* **DIRECTIONS FOR THIS TASK**
Below are the records; copy each line in which "MovementVocabulary" occurs.

Stored data entries:
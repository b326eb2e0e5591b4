//! Core types for pathset.
//!
//! This is the leaf crate with zero internal dependencies. It defines
//! the vocabulary shared by every other crate in the workspace: grid
//! [`Position`]s, action labels, the fixed [`MovementVocabulary`] that
//! maps unit displacements to labels, and the error types of each
//! pipeline stage.

#![deny(missing_docs)]
#![deny(rustdoc::broken_intra_doc_links)]
#![forbid(unsafe_code)]

pub mod error;
pub mod id;
pub mod movement;

pub use error::{EpisodeError, ObsError, PlanError, VocabularyError};
pub use id::{Action, Position};
pub use movement::{Movement, MovementVocabulary};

* **TASK OUTPUT**
//! [`Position`]s, action labels, the fixed [`MovementVocabulary`] that
pub use movement::{Movement, MovementVocabulary};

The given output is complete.